Aber nicht nur Menschen, die keine eigene oder nur eine kleine Wohnung haben, gehören zur Kundschaft, die für 5 Euro 50 bis zu 6,5 Kilo Wäsche sauber mit nach Haue nimmt. Ein Nachbar, nennen wir ihn Wolfgang, ist heute mit seinem Bettzeug da. “Wenn sie alles auf einmal in eine Waschmaschine stecken wollen, dann kommen sie besser hierher. Und es geht auch schneller, denn zu Hause habe ich keinen Trockner.”

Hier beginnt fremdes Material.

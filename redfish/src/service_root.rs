// SPDX-FileCopyrightText: Copyright (c) 2025 NVIDIA CORPORATION & AFFILIATES. All rights reserved.
// SPDX-License-Identifier: Apache-2.0
//
// Licensed under the Apache License, Version 2.0 (the "License");
// you may not use this file except in compliance with the License.
// You may obtain a copy of the License at
//
// http://www.apache.org/licenses/LICENSE-2.0
//
// Unless required by applicable law or agreed to in writing, software
// distributed under the License is distributed on an "AS IS" BASIS,
// WITHOUT WARRANTIES OR CONDITIONS OF ANY KIND, either express or implied.
// See the License for the specific language governing permissions and
// limitations under the License.

//! Server discovery.
//!
//! Before any command runs, the client learns two facts about the BMC:
//! the id of the computer system (last segment of the first member of
//! `/redfish/v1/Systems`) and the OEM vendor name (first key of `Oem` in
//! the service root). Both are fixed for the rest of the invocation.

use crate::Redfish;
use serde_json::Value as JsonValue;
use tracing::info;
use url::Url;
use utool_bmc_http::HttpBmc;
use utool_bmc_http::HttpClient;
use utool_core::BmcCredentials;
use utool_core::Error;
use utool_core::ODataId;
use utool_core::RedfishServer;

/// Path of the computer system collection.
pub const SYSTEMS: &str = "/redfish/v1/Systems";

/// Discover the system id and OEM name of the BMC behind `bmc`.
///
/// # Errors
///
/// Returns [`Error::NotFound`] if the BMC reports no computer system or no
/// OEM section, and any request failure.
pub async fn discover<C: HttpClient>(bmc: HttpBmc<C>) -> Result<Redfish<C>, Error> {
    let redfish = Redfish::new(bmc);

    let systems = redfish.get(SYSTEMS).await?;
    let system_id = system_id(&systems)?;

    let root = redfish.get(ODataId::service_root().as_str()).await?;
    let oem_name = oem_name(&root)?;

    info!("discovered system {system_id} of {oem_name} BMC");
    Ok(redfish.into_discovered(system_id, oem_name))
}

/// Build a request builder for `base_url` and run discovery.
///
/// # Errors
///
/// See [`discover`].
pub async fn connect<C: HttpClient>(
    client: C,
    base_url: Url,
    credentials: BmcCredentials,
    quiet: bool,
) -> Result<Redfish<C>, Error> {
    let server = RedfishServer::bootstrap(base_url, credentials, quiet);
    discover(HttpBmc::new(client, server)).await
}

fn system_id(systems: &JsonValue) -> Result<String, Error> {
    systems
        .get("Members")
        .and_then(JsonValue::as_array)
        .and_then(|members| members.first())
        .and_then(ODataId::from_value)
        .as_ref()
        .and_then(ODataId::last_segment)
        .map(str::to_string)
        .ok_or_else(|| Error::NotFound("computer system".into()))
}

fn oem_name(root: &JsonValue) -> Result<String, Error> {
    root.get("Oem")
        .and_then(JsonValue::as_object)
        .and_then(|oem| oem.keys().next())
        .cloned()
        .ok_or_else(|| Error::NotFound("OEM vendor information".into()))
}
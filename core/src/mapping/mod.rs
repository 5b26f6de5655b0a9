// SPDX-FileCopyrightText: Copyright (c) 2025 NVIDIA CORPORATION & AFFILIATES. All rights reserved.
// SPDX-License-Identifier: Apache-2.0
//
// Licensed under the Apache License, Version 2.0 (the "License");
// you may not use this file except in compliance with the License.
// You may obtain a copy of the License at
//
// http://www.apache.org/licenses/LICENSE-2.0
//
// Unless required by applicable law or agreed to in writing, software
// distributed under the License is distributed on an "AS IS" BASIS,
// WITHOUT WARRANTIES OR CONDITIONS OF ANY KIND, either express or implied.
// See the License for the specific language governing permissions and
// limitations under the License.

//! Declarative JSON mapping
//!
//! Every read command projects a vendor Redfish document into its own
//! output document. The projection is described by a static table of
//! [`Rule`]s and executed by a [`Mapper`]:
//!
//! - A *plain* rule copies the node at `source` (a JSON pointer, `""` for
//!   the document itself) to `target`. A missing node becomes an explicit
//!   `null`; the key is never omitted unless a [`Transform::Custom`]
//!   discards it or a filter rejects the document.
//! - A *nested* rule walks the array at `source` and applies its nested
//!   table to every element, appending one object per element to the
//!   array at `target`.
//! - `${Oem}` in a source path is replaced with the discovered OEM vendor
//!   name before lookup.
//!
//! The source is read by reference; emitted values are clones, so the
//! same document can be mapped any number of times.
//!
//! ```rust
//! use serde_json::json;
//! use utool_core::mapping::{Mapper, Rule};
//!
//! const RULES: &[Rule] = &[
//!     Rule::new("/Status/Health", "Health"),
//!     Rule::new("/Oem/${Oem}/BoardId", "BoardId"),
//! ];
//!
//! let source = json!({ "Status": { "Health": "OK" }, "Oem": { "Huawei": { "BoardId": "0x00ad" } } });
//! let output = Mapper::new("Huawei").map(&source, RULES).unwrap();
//! assert_eq!(serde_json::Value::Object(output), json!({ "Health": "OK", "BoardId": "0x00ad" }));
//! ```

/// Stock value converters.
pub mod convert;

use crate::OEM_PLACEHOLDER;
use serde_json::Map;
use serde_json::Value as JsonValue;
use std::borrow::Cow;
use std::error::Error as StdError;
use std::fmt::Display;
use std::fmt::Formatter;
use std::fmt::Result as FmtResult;

/// Output object built by the mapper.
pub type JsonObject = Map<String, JsonValue>;

/// Predicate deciding whether a rule applies to a document (plain rules)
/// or to an array element (nested rules).
pub type Filter = fn(&JsonValue) -> bool;

/// Value transformation applied by a plain rule.
#[derive(Debug, Clone, Copy)]
pub enum Transform {
    /// Copy the node unchanged.
    Identity,
    /// Relabel string values; unknown values pass through unchanged.
    Rename(&'static [(&'static str, &'static str)]),
    /// Convert a present value; `null` is left as is.
    Convert(fn(JsonValue) -> Result<JsonValue, MappingError>),
    /// Compute the output from the located node (or the whole document for
    /// [`Rule::root`] rules). `None` leaves the key out of the output.
    Custom(fn(&JsonValue) -> Result<Option<JsonValue>, MappingError>),
}

/// One entry of a mapping table.
#[derive(Debug, Clone, Copy)]
pub struct Rule {
    source: &'static str,
    target: &'static str,
    nested: Option<&'static [Rule]>,
    filter: Option<Filter>,
    transform: Transform,
    use_root: bool,
}

impl Rule {
    /// Copy `source` to `target`.
    #[must_use]
    pub const fn new(source: &'static str, target: &'static str) -> Self {
        Self {
            source,
            target,
            nested: None,
            filter: None,
            transform: Transform::Identity,
            use_root: false,
        }
    }

    /// Map every element of the array at `source` with `rules`.
    #[must_use]
    pub const fn nested(self, rules: &'static [Rule]) -> Self {
        Self {
            nested: Some(rules),
            ..self
        }
    }

    /// Apply the rule only when `filter` accepts the document (or, for a
    /// nested rule, only to the elements it accepts).
    #[must_use]
    pub const fn filter(self, filter: Filter) -> Self {
        Self {
            filter: Some(filter),
            ..self
        }
    }

    /// Transform the copied value.
    #[must_use]
    pub const fn transform(self, transform: Transform) -> Self {
        Self { transform, ..self }
    }

    /// Hand the whole document to the transform instead of the node at
    /// `source`, for outputs derived from several sibling fields.
    #[must_use]
    pub const fn root(self) -> Self {
        Self {
            use_root: true,
            ..self
        }
    }

    /// Source path as written in the table.
    #[must_use]
    pub const fn source(&self) -> &'static str {
        self.source
    }

    /// Output key.
    #[must_use]
    pub const fn target(&self) -> &'static str {
        self.target
    }
}

/// Mapping errors. Any error aborts the whole mapping; the partially
/// built target must be discarded.
#[derive(Debug, Clone, PartialEq)]
pub enum MappingError {
    /// Nested rule source is present but is not an array.
    NotAnArray { path: String },
    /// Nested rule target key already holds a non-array value.
    TargetNotArray { key: String },
    /// Converter received a value of unexpected type.
    UnexpectedValue {
        expected: &'static str,
        value: JsonValue,
    },
    /// Error raised by a custom transform.
    Custom(String),
    /// Error while producing a particular output key.
    Field {
        target: &'static str,
        error: Box<MappingError>,
    },
}

impl MappingError {
    fn at(self, target: &'static str) -> Self {
        match self {
            err @ Self::Field { .. } => err,
            err => Self::Field {
                target,
                error: Box::new(err),
            },
        }
    }
}

impl Display for MappingError {
    fn fmt(&self, f: &mut Formatter<'_>) -> FmtResult {
        match self {
            Self::NotAnArray { path } => write!(f, "{path} is not an array"),
            Self::TargetNotArray { key } => write!(f, "output key {key} is not an array"),
            Self::UnexpectedValue { expected, value } => {
                write!(f, "expected {expected}, found {value}")
            }
            Self::Custom(reason) => reason.fmt(f),
            Self::Field { target, error } => write!(f, "{target}: {error}"),
        }
    }
}

impl StdError for MappingError {}

/// Interpreter of mapping tables.
#[derive(Debug, Clone, Copy)]
pub struct Mapper<'a> {
    oem_name: &'a str,
}

impl<'a> Mapper<'a> {
    /// Mapper substituting `${Oem}` with `oem_name`.
    #[must_use]
    pub const fn new(oem_name: &'a str) -> Self {
        Self { oem_name }
    }

    /// Map `source` into a fresh object.
    ///
    /// # Errors
    ///
    /// Returns the first rule failure.
    pub fn map(&self, source: &JsonValue, rules: &[Rule]) -> Result<JsonObject, MappingError> {
        let mut target = JsonObject::new();
        self.map_into(source, &mut target, rules)?;
        Ok(target)
    }

    /// Map `source` into `target`, applying rules in table order.
    ///
    /// # Errors
    ///
    /// Returns the first rule failure; `target` is left partially filled.
    pub fn map_into(
        &self,
        source: &JsonValue,
        target: &mut JsonObject,
        rules: &[Rule],
    ) -> Result<(), MappingError> {
        rules.iter().try_for_each(|rule| match rule.nested {
            None => self.apply_plain(source, target, rule),
            Some(nested) => self.apply_nested(source, target, rule, nested),
        })
    }

    /// Effective source path of `rule`.
    #[must_use]
    pub fn source_path(&self, rule: &Rule) -> Cow<'static, str> {
        if rule.source.contains(OEM_PLACEHOLDER) {
            Cow::Owned(rule.source.replace(OEM_PLACEHOLDER, self.oem_name))
        } else {
            Cow::Borrowed(rule.source)
        }
    }

    fn locate<'v>(&self, source: &'v JsonValue, rule: &Rule) -> Option<&'v JsonValue> {
        if rule.use_root {
            return Some(source);
        }
        let path = self.source_path(rule);
        if path.is_empty() {
            Some(source)
        } else {
            source.pointer(&path)
        }
    }

    fn apply_plain(
        &self,
        source: &JsonValue,
        target: &mut JsonObject,
        rule: &Rule,
    ) -> Result<(), MappingError> {
        if rule.filter.is_some_and(|accepts| !accepts(source)) {
            return Ok(());
        }
        let node = self.locate(source, rule).cloned().unwrap_or(JsonValue::Null);
        let value = match rule.transform {
            Transform::Identity => Some(node),
            Transform::Rename(table) => Some(rename(node, table)),
            Transform::Convert(_) if node.is_null() => Some(node),
            Transform::Convert(convert) => Some(convert(node).map_err(|e| e.at(rule.target))?),
            Transform::Custom(custom) => custom(&node).map_err(|e| e.at(rule.target))?,
        };
        if let Some(value) = value {
            target.insert(rule.target.to_string(), value);
        }
        Ok(())
    }

    fn apply_nested(
        &self,
        source: &JsonValue,
        target: &mut JsonObject,
        rule: &Rule,
        nested: &[Rule],
    ) -> Result<(), MappingError> {
        let elements = match self.locate(source, rule) {
            None | Some(JsonValue::Null) => &[][..],
            Some(JsonValue::Array(items)) => items.as_slice(),
            Some(_) => {
                return Err(MappingError::NotAnArray {
                    path: self.source_path(rule).into_owned(),
                })
            }
        };
        let slot = target
            .entry(rule.target)
            .or_insert_with(|| JsonValue::Array(Vec::new()));
        let JsonValue::Array(output) = slot else {
            return Err(MappingError::TargetNotArray {
                key: rule.target.to_string(),
            });
        };
        for element in elements {
            if rule.filter.is_some_and(|accepts| !accepts(element)) {
                continue;
            }
            output.push(JsonValue::Object(self.map(element, nested)?));
        }
        Ok(())
    }
}

fn rename(node: JsonValue, table: &[(&str, &str)]) -> JsonValue {
    match node.as_str() {
        Some(value) => table
            .iter()
            .find(|(from, _)| *from == value)
            .map_or(node.clone(), |(_, to)| JsonValue::String((*to).to_string())),
        None => node,
    }
}
// SPDX-FileCopyrightText: Copyright (c) 2025 NVIDIA CORPORATION & AFFILIATES. All rights reserved.
// SPDX-License-Identifier: Apache-2.0
//
// Licensed under the Apache License, Version 2.0 (the "License");
// you may not use this file except in compliance with the License.
// You may obtain a copy of the License at
//
// http://www.apache.org/licenses/LICENSE-2.0
//
// Unless required by applicable law or agreed to in writing, software
// distributed under the License is distributed on an "AS IS" BASIS,
// WITHOUT WARRANTIES OR CONDITIONS OF ANY KIND, either express or implied.
// See the License for the specific language governing permissions and
// limitations under the License.

use std::fmt;

/// Credentials used for Basic authentication against the BMC.
///
/// `Debug`/`Display` redact the password.
#[derive(Clone)]
pub struct BmcCredentials {
    /// Username to access BMC.
    pub username: String,
    password: String,
}

impl BmcCredentials {
    /// Create new credentials.
    #[must_use]
    pub const fn new(username: String, password: String) -> Self {
        Self { username, password }
    }

    /// Get password.
    #[must_use]
    pub fn password(&self) -> &str {
        &self.password
    }
}

impl fmt::Debug for BmcCredentials {
    fn fmt(&self, f: &mut fmt::Formatter<'_>) -> fmt::Result {
        f.debug_struct("BmcCredentials")
            .field("username", &self.username)
            .field("password", &"[REDACTED]")
            .finish()
    }
}

impl fmt::Display for BmcCredentials {
    fn fmt(&self, f: &mut fmt::Formatter<'_>) -> fmt::Result {
        write!(
            f,
            "BmcCredentials(username: {}, password: [REDACTED])",
            self.username
        )
    }
}
// SPDX-FileCopyrightText: Copyright (c) 2025 NVIDIA CORPORATION & AFFILIATES. All rights reserved.
// SPDX-License-Identifier: Apache-2.0
//
// Licensed under the Apache License, Version 2.0 (the "License");
// you may not use this file except in compliance with the License.
// You may obtain a copy of the License at
//
// http://www.apache.org/licenses/LICENSE-2.0
//
// Unless required by applicable law or agreed to in writing, software
// distributed under the License is distributed on an "AS IS" BASIS,
// WITHOUT WARRANTIES OR CONDITIONS OF ANY KIND, either express or implied.
// See the License for the specific language governing permissions and
// limitations under the License.

//! Request orchestration on top of the HTTP request builder.
//!
//! Every call sends one request, resolves the response and parses the
//! body, so handlers only ever see success JSON or an [`Error`].

use http::HeaderMap;
use serde_json::Value as JsonValue;
use tracing::debug;
use utool_bmc_http::HttpBmc;
use utool_bmc_http::HttpClient;
use utool_bmc_http::RawResponse;
use utool_core::mapping::JsonObject;
use utool_core::resolver;
use utool_core::Error;
use utool_core::Mapper;
use utool_core::ODataId;
use utool_core::RedfishServer;
use utool_core::Rule;

/// Redfish client of one BMC.
pub struct Redfish<C: HttpClient> {
    bmc: HttpBmc<C>,
}

impl<C: HttpClient> Redfish<C> {
    pub const fn new(bmc: HttpBmc<C>) -> Self {
        Self { bmc }
    }

    /// Connection context.
    pub const fn server(&self) -> &RedfishServer {
        self.bmc.server()
    }

    /// Mapper substituting the discovered OEM vendor name.
    pub fn mapper(&self) -> Mapper<'_> {
        Mapper::new(self.server().oem_name())
    }

    /// Replace the bootstrap context with the discovered one.
    #[must_use]
    pub fn into_discovered(self, system_id: String, oem_name: String) -> Self {
        Self {
            bmc: self.bmc.into_discovered(system_id, oem_name),
        }
    }

    /// `GET` a resource.
    ///
    /// # Errors
    ///
    /// Returns transport errors, resolved HTTP failures and
    /// [`Error::BadJson`] for a non-JSON body.
    pub async fn get(&self, template: &str) -> Result<JsonValue, Error> {
        let response = self.bmc.get(template).await?;
        Self::process(template, &response)
    }

    /// `POST` a JSON body.
    ///
    /// # Errors
    ///
    /// See [`Redfish::get`].
    pub async fn post(&self, template: &str, body: &JsonValue) -> Result<JsonValue, Error> {
        let response = self.bmc.post(template, body).await?;
        Self::process(template, &response)
    }

    /// `POST` with the upload timeout.
    ///
    /// # Errors
    ///
    /// See [`Redfish::get`].
    pub async fn post_upload(&self, template: &str, body: &JsonValue) -> Result<JsonValue, Error> {
        let response = self.bmc.post_upload(template, body).await?;
        Self::process(template, &response)
    }

    /// `PATCH` a resource, fetching its `ETag` first.
    ///
    /// # Errors
    ///
    /// See [`Redfish::get`].
    pub async fn patch(&self, template: &str, body: &JsonValue) -> Result<JsonValue, Error> {
        self.patch_with_headers(template, body, HeaderMap::new())
            .await
    }

    /// `PATCH` a resource with extra headers. An `If-Match` header among
    /// them suppresses the `ETag` fetch.
    ///
    /// # Errors
    ///
    /// See [`Redfish::get`].
    pub async fn patch_with_headers(
        &self,
        template: &str,
        body: &JsonValue,
        headers: HeaderMap,
    ) -> Result<JsonValue, Error> {
        let response = self.bmc.patch(template, body, headers).await?;
        Self::process(template, &response)
    }

    /// `PUT` a resource, fetching its `ETag` first.
    ///
    /// # Errors
    ///
    /// See [`Redfish::get`].
    pub async fn put(&self, template: &str, body: &JsonValue) -> Result<JsonValue, Error> {
        let response = self.bmc.put(template, body, HeaderMap::new()).await?;
        Self::process(template, &response)
    }

    /// `DELETE` a resource.
    ///
    /// # Errors
    ///
    /// See [`Redfish::get`].
    pub async fn delete(&self, template: &str) -> Result<JsonValue, Error> {
        let response = self.bmc.delete(template).await?;
        Self::process(template, &response)
    }

    /// `GET` a resource and map it with `rules`.
    ///
    /// # Errors
    ///
    /// See [`Redfish::get`]; mapping failures are [`Error::Mapping`].
    pub async fn get_mapped(&self, template: &str, rules: &[Rule]) -> Result<JsonObject, Error> {
        let mut target = JsonObject::new();
        self.get_into(template, &mut target, rules).await?;
        Ok(target)
    }

    /// `GET` a resource and map it into `target`.
    ///
    /// # Errors
    ///
    /// See [`Redfish::get_mapped`].
    pub async fn get_into(
        &self,
        template: &str,
        target: &mut JsonObject,
        rules: &[Rule],
    ) -> Result<(), Error> {
        let source = self.get(template).await?;
        Ok(self.mapper().map_into(&source, target, rules)?)
    }

    /// Fetch every member of a collection and map each with `rules`.
    ///
    /// `collection` is either a collection document (object with
    /// `Members`) or a bare array of `{"@odata.id": ...}` links. Members
    /// are fetched one by one, in order; the first failure aborts the
    /// whole operation.
    ///
    /// # Errors
    ///
    /// Returns the first fetch or mapping failure, or [`Error::Internal`]
    /// for a malformed link list.
    pub async fn get_members(
        &self,
        collection: &JsonValue,
        rules: &[Rule],
    ) -> Result<Vec<JsonValue>, Error> {
        let links = member_links(collection)?;
        let mut members = Vec::with_capacity(links.len());
        for link in links {
            let member = self.get(link.as_str()).await?;
            members.push(JsonValue::Object(self.mapper().map(&member, rules)?));
        }
        Ok(members)
    }

    fn process(template: &str, response: &RawResponse) -> Result<JsonValue, Error> {
        resolver::check(response.status, &response.body)?;
        response.json().map_err(|source| {
            debug!("{template}: body is not JSON: {source}");
            Error::BadJson {
                url: template.to_string(),
                source,
            }
        })
    }
}

/// `@odata.id` of every member of a collection document or link array.
///
/// # Errors
///
/// Returns [`Error::Internal`] if there is no member array or a member
/// has no `@odata.id`.
pub fn member_links(collection: &JsonValue) -> Result<Vec<ODataId>, Error> {
    let links = match collection {
        JsonValue::Array(links) => links,
        JsonValue::Object(doc) => match doc.get("Members") {
            Some(JsonValue::Array(links)) => links,
            None | Some(JsonValue::Null) => return Ok(Vec::new()),
            Some(_) => return Err(Error::Internal("collection Members is not an array".into())),
        },
        _ => return Err(Error::Internal("collection is neither an object nor an array".into())),
    };
    links
        .iter()
        .map(|link| {
            ODataId::from_value(link)
                .ok_or_else(|| Error::Internal("collection member has no @odata.id".into()))
        })
        .collect()
}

Auch die Pop-Kultur hat den Waschsalon wiederentdeckt. Schon von zehn Jahren nutzte Gott persönlich in der belgischen Komödie “Das brandneue Testament” einen Waschsalon als den geheimen Ort, an dem er vom Himmel auf die Erde kommt. Und im letztjährigen Oscar-Preisträger-Film “Everything everywhere at once” ist ein Waschsalon die Einstiegspforte für eine Parallelwelt, in der ein Kampf von Gut gegen Böse ausgefochten wird. Lasst also eure Waschmaschine mal eine Pause machen und geht in den Salon um die Ecke. Ihr könnt was erleben.
Text und Fotos aus verschiedenen Waschsalons im Wedding: Rolf Fischer
Service
Koloniestraße 13; Wollankstraße 109; Seestraße 36 – täglich von 06.00 – 22.00 Uhr
Liverpooler Str. 2, täglich von 06:00–22:00, letzter Waschgang: 21:00
Triftstraße 4, täglich von 06:00–21:00
Stettiner Str. 13, täglich von 06:00–22:00. Der Kassenautomat schließt um 21.00 Uhr.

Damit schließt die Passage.